### INPUT RECORDS
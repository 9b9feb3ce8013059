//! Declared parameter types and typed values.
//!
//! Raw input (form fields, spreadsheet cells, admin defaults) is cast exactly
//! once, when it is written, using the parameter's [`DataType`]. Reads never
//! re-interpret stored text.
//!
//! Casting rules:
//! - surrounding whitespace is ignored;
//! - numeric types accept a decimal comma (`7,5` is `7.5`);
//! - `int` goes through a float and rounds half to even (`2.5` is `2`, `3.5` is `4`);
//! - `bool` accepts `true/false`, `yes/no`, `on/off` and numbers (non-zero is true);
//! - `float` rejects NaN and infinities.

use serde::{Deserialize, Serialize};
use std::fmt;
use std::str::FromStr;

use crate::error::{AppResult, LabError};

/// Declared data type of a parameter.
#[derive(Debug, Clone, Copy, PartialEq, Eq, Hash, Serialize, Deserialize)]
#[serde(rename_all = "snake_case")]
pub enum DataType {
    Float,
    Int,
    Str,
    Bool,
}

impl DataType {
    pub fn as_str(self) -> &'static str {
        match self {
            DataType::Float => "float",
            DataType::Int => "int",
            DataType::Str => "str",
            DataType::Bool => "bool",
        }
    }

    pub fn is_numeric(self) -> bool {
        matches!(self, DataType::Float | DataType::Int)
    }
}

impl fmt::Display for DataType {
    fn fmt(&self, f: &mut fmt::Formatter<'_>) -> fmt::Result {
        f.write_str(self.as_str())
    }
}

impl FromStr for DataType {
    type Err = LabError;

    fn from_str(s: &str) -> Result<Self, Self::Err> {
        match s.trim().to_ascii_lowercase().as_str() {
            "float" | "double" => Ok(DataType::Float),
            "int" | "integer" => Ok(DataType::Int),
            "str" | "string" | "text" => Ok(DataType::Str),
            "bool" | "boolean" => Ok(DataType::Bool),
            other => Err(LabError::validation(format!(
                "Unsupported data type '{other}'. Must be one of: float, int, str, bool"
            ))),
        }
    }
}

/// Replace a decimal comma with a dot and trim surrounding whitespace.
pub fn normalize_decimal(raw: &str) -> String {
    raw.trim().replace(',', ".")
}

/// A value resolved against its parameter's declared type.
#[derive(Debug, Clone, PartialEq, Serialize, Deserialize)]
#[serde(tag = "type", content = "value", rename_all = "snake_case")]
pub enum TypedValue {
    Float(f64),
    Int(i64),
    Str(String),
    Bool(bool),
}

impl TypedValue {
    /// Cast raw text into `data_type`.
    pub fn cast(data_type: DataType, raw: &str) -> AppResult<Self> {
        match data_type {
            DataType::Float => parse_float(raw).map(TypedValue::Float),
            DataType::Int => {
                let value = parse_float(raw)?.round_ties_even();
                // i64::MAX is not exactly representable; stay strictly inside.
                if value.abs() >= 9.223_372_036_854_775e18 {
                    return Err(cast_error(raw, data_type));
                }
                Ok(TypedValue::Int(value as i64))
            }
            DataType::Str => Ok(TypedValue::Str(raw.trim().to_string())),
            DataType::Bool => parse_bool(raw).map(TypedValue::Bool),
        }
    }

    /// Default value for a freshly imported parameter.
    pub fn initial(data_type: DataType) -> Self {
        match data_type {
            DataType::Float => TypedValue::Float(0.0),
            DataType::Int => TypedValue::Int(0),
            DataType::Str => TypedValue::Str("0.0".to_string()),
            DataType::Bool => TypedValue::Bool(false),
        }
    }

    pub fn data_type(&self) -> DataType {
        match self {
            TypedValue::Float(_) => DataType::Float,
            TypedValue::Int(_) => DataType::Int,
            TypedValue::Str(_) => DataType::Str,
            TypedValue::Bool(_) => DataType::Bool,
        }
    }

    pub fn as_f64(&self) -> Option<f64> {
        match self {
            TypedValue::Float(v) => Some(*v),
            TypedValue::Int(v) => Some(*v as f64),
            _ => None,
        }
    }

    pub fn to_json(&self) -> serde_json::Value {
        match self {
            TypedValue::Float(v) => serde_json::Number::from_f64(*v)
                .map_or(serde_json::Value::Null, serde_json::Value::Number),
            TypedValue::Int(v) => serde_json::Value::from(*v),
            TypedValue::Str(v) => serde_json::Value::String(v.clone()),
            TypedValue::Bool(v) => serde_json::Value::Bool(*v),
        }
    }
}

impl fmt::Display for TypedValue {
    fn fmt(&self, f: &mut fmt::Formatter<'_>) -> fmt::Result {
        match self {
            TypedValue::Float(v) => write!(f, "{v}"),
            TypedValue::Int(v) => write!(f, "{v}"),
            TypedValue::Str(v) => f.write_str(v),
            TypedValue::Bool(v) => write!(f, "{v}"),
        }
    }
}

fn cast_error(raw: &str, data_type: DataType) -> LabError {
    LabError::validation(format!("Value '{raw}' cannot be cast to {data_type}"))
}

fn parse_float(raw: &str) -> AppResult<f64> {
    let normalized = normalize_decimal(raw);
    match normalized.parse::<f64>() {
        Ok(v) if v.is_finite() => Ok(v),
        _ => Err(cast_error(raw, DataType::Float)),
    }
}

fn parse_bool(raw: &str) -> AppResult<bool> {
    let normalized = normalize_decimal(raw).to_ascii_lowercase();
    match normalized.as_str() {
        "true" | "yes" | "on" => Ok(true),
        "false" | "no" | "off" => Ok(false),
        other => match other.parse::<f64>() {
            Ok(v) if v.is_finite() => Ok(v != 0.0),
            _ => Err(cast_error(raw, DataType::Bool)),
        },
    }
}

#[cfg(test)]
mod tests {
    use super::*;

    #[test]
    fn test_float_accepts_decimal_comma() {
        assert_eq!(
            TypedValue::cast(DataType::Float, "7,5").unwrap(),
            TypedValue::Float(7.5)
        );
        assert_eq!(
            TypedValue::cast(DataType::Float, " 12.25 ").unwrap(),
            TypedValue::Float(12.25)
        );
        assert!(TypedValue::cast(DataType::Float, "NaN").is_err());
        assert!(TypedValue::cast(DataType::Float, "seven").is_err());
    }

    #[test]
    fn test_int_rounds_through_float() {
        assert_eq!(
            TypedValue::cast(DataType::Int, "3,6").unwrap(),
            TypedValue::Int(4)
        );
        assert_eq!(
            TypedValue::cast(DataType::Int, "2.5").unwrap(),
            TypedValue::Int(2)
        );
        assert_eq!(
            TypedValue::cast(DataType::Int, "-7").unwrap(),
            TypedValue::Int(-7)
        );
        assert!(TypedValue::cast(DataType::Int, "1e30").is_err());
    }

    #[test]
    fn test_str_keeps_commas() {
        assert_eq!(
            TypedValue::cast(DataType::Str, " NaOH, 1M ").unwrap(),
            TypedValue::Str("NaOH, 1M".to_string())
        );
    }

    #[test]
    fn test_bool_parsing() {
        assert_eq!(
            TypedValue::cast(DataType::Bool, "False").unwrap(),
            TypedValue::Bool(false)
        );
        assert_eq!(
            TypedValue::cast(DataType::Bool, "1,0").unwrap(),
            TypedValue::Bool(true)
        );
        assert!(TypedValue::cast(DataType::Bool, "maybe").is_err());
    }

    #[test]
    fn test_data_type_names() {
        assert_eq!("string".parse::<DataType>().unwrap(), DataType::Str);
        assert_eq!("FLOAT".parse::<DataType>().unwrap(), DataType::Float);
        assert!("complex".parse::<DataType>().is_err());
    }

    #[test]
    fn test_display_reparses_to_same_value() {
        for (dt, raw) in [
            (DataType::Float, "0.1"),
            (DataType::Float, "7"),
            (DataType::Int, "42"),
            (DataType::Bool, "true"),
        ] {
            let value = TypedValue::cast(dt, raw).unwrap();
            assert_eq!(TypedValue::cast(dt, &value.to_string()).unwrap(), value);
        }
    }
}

---

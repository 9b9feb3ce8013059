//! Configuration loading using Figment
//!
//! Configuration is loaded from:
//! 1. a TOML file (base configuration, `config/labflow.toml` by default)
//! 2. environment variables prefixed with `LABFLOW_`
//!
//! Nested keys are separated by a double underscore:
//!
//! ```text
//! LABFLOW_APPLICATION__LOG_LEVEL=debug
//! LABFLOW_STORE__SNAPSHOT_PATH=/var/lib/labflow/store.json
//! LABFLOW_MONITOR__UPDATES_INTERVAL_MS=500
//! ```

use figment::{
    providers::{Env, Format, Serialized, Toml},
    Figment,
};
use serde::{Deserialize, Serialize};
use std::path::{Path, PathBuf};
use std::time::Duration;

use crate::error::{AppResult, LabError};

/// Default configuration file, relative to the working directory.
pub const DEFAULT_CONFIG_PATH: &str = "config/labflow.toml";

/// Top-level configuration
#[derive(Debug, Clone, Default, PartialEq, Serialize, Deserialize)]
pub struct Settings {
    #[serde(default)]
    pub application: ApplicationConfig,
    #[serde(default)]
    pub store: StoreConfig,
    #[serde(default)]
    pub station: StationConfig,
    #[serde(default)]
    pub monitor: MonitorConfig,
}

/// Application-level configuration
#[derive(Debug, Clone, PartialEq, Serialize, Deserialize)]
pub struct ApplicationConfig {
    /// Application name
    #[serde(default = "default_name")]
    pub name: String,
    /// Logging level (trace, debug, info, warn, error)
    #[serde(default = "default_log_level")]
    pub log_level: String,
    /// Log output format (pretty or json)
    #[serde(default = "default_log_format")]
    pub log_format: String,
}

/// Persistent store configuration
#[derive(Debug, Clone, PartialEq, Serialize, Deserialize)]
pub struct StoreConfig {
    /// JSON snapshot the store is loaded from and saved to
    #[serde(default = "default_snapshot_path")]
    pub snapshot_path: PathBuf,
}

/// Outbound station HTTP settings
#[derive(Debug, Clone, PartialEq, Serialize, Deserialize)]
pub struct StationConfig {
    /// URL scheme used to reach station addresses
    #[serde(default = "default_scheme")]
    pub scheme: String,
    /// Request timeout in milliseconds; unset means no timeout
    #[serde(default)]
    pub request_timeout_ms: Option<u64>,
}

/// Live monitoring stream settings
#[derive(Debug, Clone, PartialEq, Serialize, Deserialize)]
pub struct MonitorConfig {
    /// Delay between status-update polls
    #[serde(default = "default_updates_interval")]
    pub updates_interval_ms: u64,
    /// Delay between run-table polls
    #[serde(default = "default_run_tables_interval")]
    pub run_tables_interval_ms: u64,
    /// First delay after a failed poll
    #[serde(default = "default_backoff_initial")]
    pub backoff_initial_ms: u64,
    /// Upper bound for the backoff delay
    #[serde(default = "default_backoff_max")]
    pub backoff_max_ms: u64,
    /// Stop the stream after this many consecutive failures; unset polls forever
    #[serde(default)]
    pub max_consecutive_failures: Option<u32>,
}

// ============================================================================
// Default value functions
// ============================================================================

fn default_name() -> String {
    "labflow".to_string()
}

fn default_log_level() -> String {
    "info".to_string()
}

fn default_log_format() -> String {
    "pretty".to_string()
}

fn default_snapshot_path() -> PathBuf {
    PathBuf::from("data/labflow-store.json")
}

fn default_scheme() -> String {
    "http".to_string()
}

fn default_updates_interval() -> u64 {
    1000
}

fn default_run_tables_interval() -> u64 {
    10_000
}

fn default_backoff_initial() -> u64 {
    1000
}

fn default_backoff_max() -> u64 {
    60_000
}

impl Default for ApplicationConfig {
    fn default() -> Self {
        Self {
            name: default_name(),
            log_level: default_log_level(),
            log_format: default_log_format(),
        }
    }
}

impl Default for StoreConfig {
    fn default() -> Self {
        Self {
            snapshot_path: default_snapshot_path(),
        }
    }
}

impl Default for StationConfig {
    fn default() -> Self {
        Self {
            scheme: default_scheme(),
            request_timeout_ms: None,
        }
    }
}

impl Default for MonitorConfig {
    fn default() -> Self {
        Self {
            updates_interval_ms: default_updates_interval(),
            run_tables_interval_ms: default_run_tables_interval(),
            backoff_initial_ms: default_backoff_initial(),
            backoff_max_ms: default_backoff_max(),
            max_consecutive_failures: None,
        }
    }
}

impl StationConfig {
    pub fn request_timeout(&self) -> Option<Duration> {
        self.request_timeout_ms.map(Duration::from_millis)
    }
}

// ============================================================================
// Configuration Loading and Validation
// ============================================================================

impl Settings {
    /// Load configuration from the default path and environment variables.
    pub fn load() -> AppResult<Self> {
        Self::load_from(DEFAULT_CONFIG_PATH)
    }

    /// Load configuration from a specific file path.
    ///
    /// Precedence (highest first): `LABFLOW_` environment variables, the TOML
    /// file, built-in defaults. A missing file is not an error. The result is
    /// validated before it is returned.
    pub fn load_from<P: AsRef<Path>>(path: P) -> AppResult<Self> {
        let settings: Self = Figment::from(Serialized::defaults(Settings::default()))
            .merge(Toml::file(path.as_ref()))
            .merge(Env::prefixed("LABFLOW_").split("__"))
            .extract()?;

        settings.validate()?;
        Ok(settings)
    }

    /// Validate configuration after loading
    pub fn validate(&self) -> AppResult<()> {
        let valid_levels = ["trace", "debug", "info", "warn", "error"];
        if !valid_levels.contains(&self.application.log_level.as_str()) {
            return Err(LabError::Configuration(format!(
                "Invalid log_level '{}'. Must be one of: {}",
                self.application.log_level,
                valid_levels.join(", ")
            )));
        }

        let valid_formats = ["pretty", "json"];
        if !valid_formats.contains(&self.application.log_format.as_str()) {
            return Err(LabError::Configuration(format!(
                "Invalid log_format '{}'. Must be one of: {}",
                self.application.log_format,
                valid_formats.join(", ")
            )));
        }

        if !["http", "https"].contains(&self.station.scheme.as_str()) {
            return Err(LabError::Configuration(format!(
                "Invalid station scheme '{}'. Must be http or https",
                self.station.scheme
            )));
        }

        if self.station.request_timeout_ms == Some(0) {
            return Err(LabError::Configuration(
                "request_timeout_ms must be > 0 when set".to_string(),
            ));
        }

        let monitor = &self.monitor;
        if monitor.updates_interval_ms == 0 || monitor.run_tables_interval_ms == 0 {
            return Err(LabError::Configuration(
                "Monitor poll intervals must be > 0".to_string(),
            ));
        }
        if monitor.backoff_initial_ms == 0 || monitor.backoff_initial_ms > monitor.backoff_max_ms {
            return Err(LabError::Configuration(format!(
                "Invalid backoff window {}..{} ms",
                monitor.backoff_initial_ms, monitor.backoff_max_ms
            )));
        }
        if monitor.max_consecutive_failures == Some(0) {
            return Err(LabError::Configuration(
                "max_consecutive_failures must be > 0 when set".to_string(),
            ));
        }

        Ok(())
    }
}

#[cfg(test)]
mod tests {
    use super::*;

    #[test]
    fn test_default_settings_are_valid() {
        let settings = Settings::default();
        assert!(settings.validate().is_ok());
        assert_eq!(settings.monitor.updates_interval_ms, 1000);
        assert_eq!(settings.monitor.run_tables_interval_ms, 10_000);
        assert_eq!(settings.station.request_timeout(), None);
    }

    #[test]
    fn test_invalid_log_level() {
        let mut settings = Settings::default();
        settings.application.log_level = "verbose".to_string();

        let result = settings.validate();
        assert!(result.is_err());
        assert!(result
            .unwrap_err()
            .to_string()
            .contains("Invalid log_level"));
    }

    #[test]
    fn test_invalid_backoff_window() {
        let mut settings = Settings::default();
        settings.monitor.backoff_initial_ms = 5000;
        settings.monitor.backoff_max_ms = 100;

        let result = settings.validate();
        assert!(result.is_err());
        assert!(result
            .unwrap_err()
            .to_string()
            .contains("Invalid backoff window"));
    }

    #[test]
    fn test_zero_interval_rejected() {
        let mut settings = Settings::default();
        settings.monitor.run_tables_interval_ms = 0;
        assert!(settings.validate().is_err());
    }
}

### WORK REQUIRED
Could you copy every line from the records that has "Option" in it?

### ANSWER
    pub fn as_f64(&self) -> Option<f64> {
    pub request_timeout_ms: Option<u64>,
    pub max_consecutive_failures: Option<u32>,
    pub fn request_timeout(&self) -> Option<Duration> {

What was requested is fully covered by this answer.